> [TO DO] Return each line of the records holding the string "warnings".

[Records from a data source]
#[tokio::test]
async fn test_generate_success() {
    let llm = FakeLlm::replying(TWO_CASES);
    let engine = GenerationEngine::new(llm.clone());

    let response = engine.generate(login_request().with_workflow("sign-in")).await;

    assert!(response.success, "{:?}", response.error);
    assert_eq!(response.count, 2);
    assert_eq!(response.test_cases.len(), 2);
    assert_eq!(response.llm_provider, "fake/model");
    assert!(response.error.is_none());
    assert_eq!(response.test_type_distribution[&TestType::EdgeCase], 1);
    assert_eq!(response.priority_distribution[&Priority::High], 1);

    let summary = response.coverage_summary.unwrap();
    assert_eq!(summary.total_tests, 2);
    assert_eq!(summary.edge_case_coverage_percentage, 50.0);

    for case in &response.test_cases {
        assert_eq!(case.entity_type(), Some("user"));
        assert_eq!(
            case.metadata.related_requirements,
            vec!["Users can log in with a password".to_string()]
        );
    }

    let prompt = llm.last_prompt();
    assert!(prompt.contains("Users can log in with a password"));
    assert!(prompt.contains("Workflow: sign-in"));
    assert_eq!(llm.calls(), 1);
}

#[tokio::test]
async fn test_invalid_request_skips_llm() {
    let llm = FakeLlm::replying(TWO_CASES);
    let engine = GenerationEngine::new(llm.clone());

    let response = engine.generate(login_request().with_count(0)).await;

    assert!(!response.success);
    assert!(response.error.is_some());
    let details = response.error_details.unwrap();
    assert_eq!(details.kind, ErrorKind::InvalidRequest);
    assert_eq!(details.stage, None);
    assert_eq!(llm.calls(), 0);
}

#[tokio::test]
async fn test_count_above_configured_max_is_rejected() {
    let engine = GenerationEngine::new(FakeLlm::replying(TWO_CASES)).with_config(GenerationConfig {
        max_count: 3,
        ..GenerationConfig::default()
    });
    let response = engine.generate(login_request().with_count(4)).await;
    assert!(!response.success);
}

#[tokio::test]
async fn test_llm_failure_is_reported() {
    let engine = GenerationEngine::new(FakeLlm::failing("model overloaded"));

    let response = engine.generate(login_request()).await;

    assert!(!response.success);
    assert!(response.test_cases.is_empty());
    assert!(response.error.as_deref().unwrap().contains("model overloaded"));
    let details = response.error_details.unwrap();
    assert_eq!(details.kind, ErrorKind::LlmFailure);
    assert_eq!(details.stage, Some(Stage::Generate));
}

#[tokio::test]
async fn test_empty_llm_response() {
    let engine = GenerationEngine::new(FakeLlm::replying("  \n "));

    let response = engine.generate(login_request()).await;

    assert!(!response.success);
    assert_eq!(response.error_details.unwrap().kind, ErrorKind::EmptyResponse);
}

#[tokio::test]
async fn test_llm_timeout() {
    let engine = GenerationEngine::new(FakeLlm::slow(Duration::from_secs(30))).with_config(
        GenerationConfig {
            timeout_secs: 1,
            ..GenerationConfig::default()
        },
    );

    let response = engine.generate(login_request()).await;

    assert!(!response.success);
    let details = response.error_details.unwrap();
    assert_eq!(details.kind, ErrorKind::Timeout);
    assert_eq!(details.stage, Some(Stage::Generate));
}

#[tokio::test]
async fn test_unparsable_response_uses_fallback() {
    let engine = GenerationEngine::new(FakeLlm::replying("I cannot help with that."));

    let response = engine.generate(login_request()).await;

    assert!(response.success);
    assert_eq!(response.count, 1);
    assert_eq!(response.test_cases[0].title, "Generated Test Case");
    assert!(response
        .warnings
        .iter()
        .any(|w| w.contains("I cannot help with that.")));
}

#[tokio::test]
async fn test_extra_cases_are_truncated() {
    let engine = GenerationEngine::new(FakeLlm::replying(TWO_CASES));

    let response = engine.generate(login_request().with_count(1)).await;

    assert!(response.success);
    assert_eq!(response.count, 1);
    assert_eq!(response.test_cases[0].title, "Login with valid password");
    assert!(!response.warnings.is_empty());
}

#[tokio::test]
async fn test_context_failure_is_not_fatal() {
    let engine = GenerationEngine::new(FakeLlm::replying(TWO_CASES))
        .with_context_provider(Arc::new(FailingContext));

    let response = engine.generate(login_request()).await;
    assert!(response.success);
    assert_eq!(response.count, 2);
}

#[tokio::test]
async fn test_context_reaches_prompt() {
    let llm = FakeLlm::replying(TWO_CASES);
    let bundle = ContextBundle {
        domain_facts: vec!["Passwords expire after 90 days".to_string()],
        edge_case_suggestions: vec!["Try a password of exactly 8 characters".to_string()],
        ..ContextBundle::default()
    };
    let engine = GenerationEngine::new(llm.clone())
        .with_context_provider(Arc::new(FixedContext(bundle)));

    engine.generate(login_request()).await;

    let prompt = llm.last_prompt();
    assert!(prompt.contains("Passwords expire after 90 days"));
    assert!(prompt.contains("exactly 8 characters"));
}

#[tokio::test]
async fn test_domain_context_merged_into_cases() {
    let engine = GenerationEngine::new(FakeLlm::replying(TWO_CASES));
    let request = login_request().with_domain_context(DataMap::from([(
        "tenant".to_string(),
        json!("acme"),
    )]));

    let response = engine.generate(request).await;

    let context = response.test_cases[0].domain_context.as_ref().unwrap();
    assert_eq!(context["tenant"], json!("acme"));
    assert_eq!(context["entity_type"], json!("user"));
}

> [OUTPUT OF THE TASK]
        .warnings
    assert!(!response.warnings.is_empty());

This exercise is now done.